MATERIALS AND METHODS
Culture and treatment of retinal pigment epithelial cells
The ARPE19 cell line was purchased from ATCC. A total of 1 × 106 cells within 12 passages were seeded into a culture flask with DMEM/F12 containing 10% fetal bovine serum (FBS) and 1% penicillin‑streptomycin. The medium was renewed by serum‐free DMEM/F12 when the cells get to 70% confluence, and then cells were treated with IL‐2 for different durations (0, 12, 24, 36 and 48 hr) or at different concentrations (0, 0.5, 1, 2, 4, 6 and 8 μg/L). Cells in the control group were treated with an equal volume of medium.
Western blot
Western blot was performed as described in our previous study (Ma, Yang, et al., 2018). Briefly, RPE cell lysis was loaded at a concentration of 20 μg per well to separate in SDS‐PAGE and transferred to polyvinylidene difluoride membranes (Bio‐Rad).

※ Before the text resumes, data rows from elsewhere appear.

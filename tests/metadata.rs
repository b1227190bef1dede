//! Stream metadata extraction and open-time validation.

mod common;

use common::{GifBuilder, PALETTE};
use gif_player::io::MemorySource;
use gif_player::{Error, Player};

#[test]
fn screen_geometry_and_frame_count() {
    let bytes = GifBuilder::new(320, 200, &PALETTE, 1)
        .control(1, 10, None)
        .frame(0, 0, 320, 200, &vec![0; 320 * 200])
        .control(1, 10, None)
        .frame(10, 20, 30, 40, &vec![1; 30 * 40])
        .build();
    let player = Player::open_metadata_only(MemorySource::new(bytes)).unwrap();

    assert_eq!(player.width(), 320);
    assert_eq!(player.height(), 200);
    assert_eq!(player.frame_count(), 2);
    assert_eq!(player.buffer_size(), 320 * 200 * 4);
    assert_eq!(player.loop_count(), 0);
    assert_eq!(player.comment(), "");
}

#[test]
fn total_duration_sums_normalized_delays() {
    // a raw delay of 0 normalizes to 100 ms, 25 centiseconds to 250 ms
    let bytes = GifBuilder::new(1, 1, &PALETTE, 0)
        .control(1, 0, None)
        .frame(0, 0, 1, 1, &[0])
        .control(1, 25, None)
        .frame(0, 0, 1, 1, &[1])
        .build();
    let player = Player::open_metadata_only(MemorySource::new(bytes)).unwrap();
    assert_eq!(player.total_duration(), 350);
}

#[test]
fn comment_sub_blocks_concatenate() {
    let bytes = GifBuilder::new(1, 1, &PALETTE, 0)
        .comment_blocks(&[b"hello", b" ho"])
        .control(1, 10, None)
        .frame(0, 0, 1, 1, &[0])
        .build();
    let player = Player::open_metadata_only(MemorySource::new(bytes)).unwrap();
    assert_eq!(player.comment(), "hello ho");
    assert_eq!(player.comment().len(), 8);
}

#[test]
fn netscape_extension_sets_the_loop_count() {
    let bytes = GifBuilder::new(1, 1, &PALETTE, 0)
        .loop_count(5)
        .control(1, 10, None)
        .frame(0, 0, 1, 1, &[0])
        .build();
    let player = Player::open_metadata_only(MemorySource::new(bytes)).unwrap();
    assert_eq!(player.loop_count(), 5);
}

#[test]
fn non_gif_bytes_fail_to_open() {
    let err = Player::from_bytes(b"not a gif at all".to_vec()).unwrap_err();
    assert_eq!(err, Error::OpenFailed);

    // GIF magic with an unknown version byte
    let err = Player::from_bytes(b"GIF99a\0\0\0\0\0\0\0".to_vec()).unwrap_err();
    assert_eq!(err, Error::OpenFailed);
}

#[test]
fn a_stream_without_frames_is_rejected() {
    let bytes = GifBuilder::new(4, 4, &PALETTE, 0).build();
    let err = Player::from_bytes(bytes).unwrap_err();
    assert_eq!(err, Error::NoFrames);
}

#[test]
fn zero_screen_dimensions_are_rejected() {
    let bytes = GifBuilder::new(0, 4, &PALETTE, 0)
        .frame(0, 0, 1, 1, &[0])
        .build();
    let err = Player::from_bytes(bytes).unwrap_err();
    assert_eq!(err, Error::InvalidScreenDimensions);
}

#[test]
fn a_frame_escaping_the_canvas_is_rejected() {
    let bytes = GifBuilder::new(2, 2, &PALETTE, 0)
        .control(1, 10, None)
        .frame(1, 0, 2, 2, &[0; 4])
        .build();
    let err = Player::from_bytes(bytes).unwrap_err();
    assert_eq!(err, Error::ImageNotConfined);
}

#[test]
fn open_file_reads_from_the_filesystem() {
    let bytes = GifBuilder::new(3, 5, &PALETTE, 0)
        .control(1, 10, None)
        .frame(0, 0, 3, 5, &[0; 15])
        .build();
    let path = std::env::temp_dir().join("gif-player-open-file-test.gif");
    std::fs::write(&path, &bytes).unwrap();

    let player = Player::open_file(&path).unwrap();
    assert_eq!((player.width(), player.height()), (3, 5));
    assert_eq!(player.frame_count(), 1);

    drop(player);
    let _ = std::fs::remove_file(&path);
}

#[test]
fn missing_file_reports_open_failed() {
    let err = Player::open_file("/nonexistent/definitely-not-here.gif").unwrap_err();
    assert_eq!(err, Error::OpenFailed);
}

#[test]
fn into_inner_returns_the_source() {
    let bytes = GifBuilder::new(1, 1, &PALETTE, 0)
        .control(1, 10, None)
        .frame(0, 0, 1, 1, &[0])
        .build();
    let player = Player::from_bytes(bytes.clone()).unwrap();
    let source = player.into_inner();
    assert_eq!(source.into_inner(), bytes);
}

The membranes were blocked using 1% BSA (Beijing Biodee Biotechnology Co., Ltd) in tris‐buffered saline containing 0.1% Tween‐20 for 1 hr at room temperature and probed using antibodies shown in Table 1 overnight at 4°C. After incubation with appropriate secondary antibodies, protein signals were detected using enhanced chemiluminescence western blotting detection kit (Bio‐Rad).
Table 1
List of various antibodies used for Western blot
Antibody
Dilution
Source
Mouse anti‐α‐SMA
1:1,000
ab5694, Abcam, Cambridge, MA
Rabbit anti‐Fn
1:1,000
ab2413, Abcam, Cambridge, MA
Rabbit anti‐COL‐1
1:200
AB745, Millipore, Billerica, MA
Rabbit anti‐TGF‐β2
1:1,000
ab36495, Abcam, Cambridge, MA
Rabbit anti‐p‐STAT3
1:1,000
#9145, Cell Signaling, Danvers, MA
Rabbit anti‐STAT3
1:1,000
#12640, Cell Signaling, Danvers, MA
Rabbit anti‐IκBα
1:1,000
12045, Sino Biological, Beijing, China
Rabbit anti‐p‐IκBα
1:1,000
#9246, Cell Signaling, Danvers, MA
Rabbit anti‐β‐actin
1:1,000
#4970, Cell Signaling, Danvers, MA
Goat anti‐rabbit IgG secondary antibody
1:3,000
401315, Millipore, Billerica, USA
Goat anti‐mouse IgG secondary antibody
1:3,000
401215, Millipore, Billerica, USA
List of various antibodies used for Western blot
Wound healing and Transwell® migration assay
Wound healing and Transwell® migration assay were performed as described in our previous study (Ma, Jing, et al., 2018). The cells were in serum‐free medium containing 10 μg/L IL‐2 with or without WP1066 (S2796; Selleck) or BAY 11‐7082 (S2913; Selleck).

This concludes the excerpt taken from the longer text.